O Sr. Guedes estava na plateia. Conhecia-o das lides partidárias, mas principalmente da sensibilidade. Era dirigente do Arca de Noé, uma colectividade que mantém o ciclismo como modalidade, numa freguesia onde ainda há tanto paralelo e num momento em que outras modalidades absorvem a maioria dos sonhos juvenis. Era, acima de tudo, um homem de carácter e bom coração, algo que se notava facilmente apesar da convivência esporádica.

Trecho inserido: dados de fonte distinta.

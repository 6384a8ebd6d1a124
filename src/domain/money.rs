//! Overflow-checked arithmetic on money amounts.

use rust_decimal::Decimal;

use crate::errors::{BudgetError, Result};

/// Sums amounts, failing with [`BudgetError::AmountOverflow`] instead of panicking.
pub fn checked_sum<I>(amounts: I, context: &str) -> Result<Decimal>
where
    I: IntoIterator<Item = Decimal>,
{
    amounts.into_iter().try_fold(Decimal::ZERO, |acc, amount| {
        acc.checked_add(amount)
            .ok_or_else(|| BudgetError::overflow(context))
    })
}

pub fn checked_difference(lhs: Decimal, rhs: Decimal, context: &str) -> Result<Decimal> {
    lhs.checked_sub(rhs)
        .ok_or_else(|| BudgetError::overflow(context))
}
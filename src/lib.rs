#![doc(test(attr(deny(warnings))))]

//! Budget Engine aggregates a user's expenses against a declared period budget,
//! reconciles per-category limits, and derives rollover, suggestions, and a
//! month-end spend projection.

pub mod config;
pub mod core;
pub mod domain;
pub mod errors;
pub mod storage;
pub mod utils;

pub use crate::core::services::{BudgetOverviewService, SaveBudgetRequest};
pub use config::EngineConfig;
pub use errors::{BudgetError, Result};

use std::sync::Once;

static INIT_TRACING: Once = Once::new();

/// Initializes global tracing and emits a startup info log.
pub fn init() {
    INIT_TRACING.call_once(|| {
        utils::init_tracing();
        tracing::info!("Budget Engine tracing initialized.");
    });
}
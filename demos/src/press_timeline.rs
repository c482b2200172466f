// Copyright 2025 the Understory Authors
// SPDX-License-Identifier: Apache-2.0 OR MIT

//! Press timeline.
//!
//! Drive a simulated button through a press, a drag off the button, and a
//! release, printing the scale on every 16ms frame.
//!
//! Run:
//! - `cargo run -p understory_demos --bin press_timeline`
//! - `RUST_LOG=understory_press_scale=debug cargo run -p understory_demos --bin press_timeline`

use std::cell::{Cell, RefCell};
use std::rc::Rc;
use std::time::Duration;

use kurbo::{Point, Rect, Size, Vec2};
use tracing_subscriber::EnvFilter;
use understory_press_scale::gesture::{TouchEvent, TouchPhase};
use understory_press_scale::{
    ClickHandler, Handlers, ScalableView, ScaleMode, ScaleOptions, TouchHandler, ViewBinding,
};

const FRAME: Duration = Duration::from_millis(16);

/// A button laid out at (40, 40) with a 2x display density.
struct Button {
    scale: Cell<Vec2>,
    interactive: Cell<bool>,
    touch: RefCell<Option<TouchHandler>>,
    click: RefCell<Option<ClickHandler>>,
}

impl Button {
    fn dispatch(&self, event: TouchEvent) {
        let handler = self.touch.borrow_mut().take();
        if let Some(mut handler) = handler {
            handler(&event);
            self.touch.borrow_mut().get_or_insert(handler);
        }
        if event.phase == TouchPhase::Up {
            let handler = self.click.borrow_mut().take();
            if let Some(mut handler) = handler {
                handler();
                self.click.borrow_mut().get_or_insert(handler);
            }
        }
    }
}

impl ViewBinding for Button {
    fn measured_size(&self) -> Size {
        Size::new(240.0, 96.0)
    }

    fn scale(&self) -> Vec2 {
        self.scale.get()
    }

    fn set_scale(&self, scale: Vec2) {
        self.scale.set(scale);
    }

    fn bounds(&self) -> Rect {
        Rect::from_origin_size((40.0, 40.0), self.measured_size())
    }

    fn is_interactive(&self) -> bool {
        self.interactive.get()
    }

    fn set_interactive(&self, interactive: bool) {
        self.interactive.set(interactive);
    }

    fn request_parent_repaint(&self) {}

    fn dp_to_px(&self, dp: f64) -> f64 {
        dp * 2.0
    }

    fn set_touch_handler(&self, handler: Option<TouchHandler>) {
        *self.touch.borrow_mut() = handler;
    }

    fn set_click_handler(&self, handler: Option<ClickHandler>) {
        *self.click.borrow_mut() = handler;
    }

    fn set_long_click_handler(&self, _handler: Option<ClickHandler>) {}
}

fn run_frames(scalable: &ScalableView<Button>, clock: &mut Duration, label: &str) {
    while let Some(sample) = scalable.on_frame(*clock) {
        println!(
            "{label:>8} t={:>4}ms session={} progress={:.2} scale={:.3}",
            clock.as_millis(),
            sample.session.0,
            sample.progress,
            sample.scale.x
        );
        *clock += FRAME;
    }
}

fn main() -> Result<(), Box<dyn std::error::Error>> {
    tracing_subscriber::fmt()
        .with_env_filter(
            EnvFilter::try_from_default_env()
                .unwrap_or_else(|_| EnvFilter::new("understory_press_scale=trace")),
        )
        .init();

    let button = Rc::new(Button {
        scale: Cell::new(Vec2::new(1.0, 1.0)),
        interactive: Cell::new(false),
        touch: RefCell::new(None),
        click: RefCell::new(None),
    });

    let options = ScaleOptions {
        push_scale_mode: ScaleMode::AbsoluteSize,
        push_scale: Some(6.0),
        ..ScaleOptions::default()
    };
    let scalable = ScalableView::bind_with_handlers(
        &button,
        options,
        Handlers {
            click: Some(Box::new(|| println!("   click")) as ClickHandler),
            ..Handlers::default()
        },
    )?;

    tracing::info!(config = ?scalable.config(), "button bound");

    let mut clock = Duration::ZERO;

    button.dispatch(TouchEvent::down(Point::new(20.0, 20.0)));
    run_frames(&scalable, &mut clock, "push");

    // Drag off the right edge: the button springs back while still held.
    button.dispatch(TouchEvent::moved(Point::new(400.0, 20.0)));
    run_frames(&scalable, &mut clock, "left");

    button.dispatch(TouchEvent::down(Point::new(20.0, 20.0)));
    run_frames(&scalable, &mut clock, "push");
    button.dispatch(TouchEvent::up(Point::new(20.0, 20.0)));
    run_frames(&scalable, &mut clock, "release");

    scalable.release();
    button.dispatch(TouchEvent::down(Point::new(20.0, 20.0)));
    println!("after release: animating={}", scalable.is_animating());
    Ok(())
}
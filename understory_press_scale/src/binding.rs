// Copyright 2025 the Understory Authors
// SPDX-License-Identifier: Apache-2.0 OR MIT

//! The capabilities a host element must provide.

use alloc::boxed::Box;

use kurbo::{Rect, Size, Vec2};

use crate::gesture::TouchEvent;

/// Touch handler installed on an element. Returns whether the event was consumed.
pub type TouchHandler = Box<dyn FnMut(&TouchEvent) -> bool>;

/// Click or long-click handler installed on an element.
pub type ClickHandler = Box<dyn FnMut()>;

/// A UI element that can be press-scaled.
///
/// All methods take `&self`: the host owns the element (typically behind an
/// `Rc`) and uses interior mutability for its own state. The core only ever
/// holds a [`Weak`](alloc::rc::Weak) reference to it.
///
/// These methods may call back into the binding. Such calls see an idle
/// binding and are otherwise ignored.
pub trait ViewBinding {
    /// Measured size in pixels.
    fn measured_size(&self) -> Size;

    /// Current scale as (`x`, `y`).
    fn scale(&self) -> Vec2;

    /// Sets the scale on both axes.
    fn set_scale(&self, scale: Vec2);

    /// Current bounds in the parent's coordinate space.
    fn bounds(&self) -> Rect;

    /// Whether the element currently accepts presses.
    fn is_interactive(&self) -> bool;

    /// Enables or disables press handling for the element.
    fn set_interactive(&self, interactive: bool);

    /// Asks the element's parent to repaint, so overlapping siblings stay correct.
    fn request_parent_repaint(&self);

    /// Converts device-independent units to pixels.
    fn dp_to_px(&self, dp: f64) -> f64;

    /// Installs or removes the element's touch handler.
    fn set_touch_handler(&self, handler: Option<TouchHandler>);

    /// Installs or removes the element's click handler.
    fn set_click_handler(&self, handler: Option<ClickHandler>);

    /// Installs or removes the element's long-click handler.
    fn set_long_click_handler(&self, handler: Option<ClickHandler>);

    /// Turns off the platform's own press feedback (ripples, highlights).
    fn disable_native_feedback(&self) {}

    /// Cancels scale animations driven on the element by anything other than
    /// this crate.
    fn cancel_external_animations(&self) {}
}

No final do meu discurso, o Sr. Guedes veio ter comigo, as lágrimas nos olhos, para me agradecer. Nesse momento, eu não era feito de carne e osso, mas de uma amálgama de energias inebriantes e comoventes, adrenalina e embevecimento. Não estava ainda em mim quando o Sr.Guedes me pediu para fazermos uma troca. Tinha escrito um poema, dedicado ao 25 de Abril, que trazia consigo. Queria trocá-lo pela minha folha em branco. Fiquei surpreendido. Para mim, aquela folha em branco, tinha sido um meio para um fim, um instrumento para o meu discurso. Sim, tinha-a tornado um símbolo, mas, achava eu, até sair do púlpito. Para o Sr. Guedes não era assim. Aquela folha vazia, onde apenas se viam os vincos de estar dobrada em quatro, era um símbolo que ficaria. Perguntei ao Sr. Guedes se tinha a certeza de querer trocar as suas palavras por uma folha sem nada. Continuava comovido. A mão que me apertava apresentava a firmeza de quem está a sentir tudo à superfície das terminações nervosas.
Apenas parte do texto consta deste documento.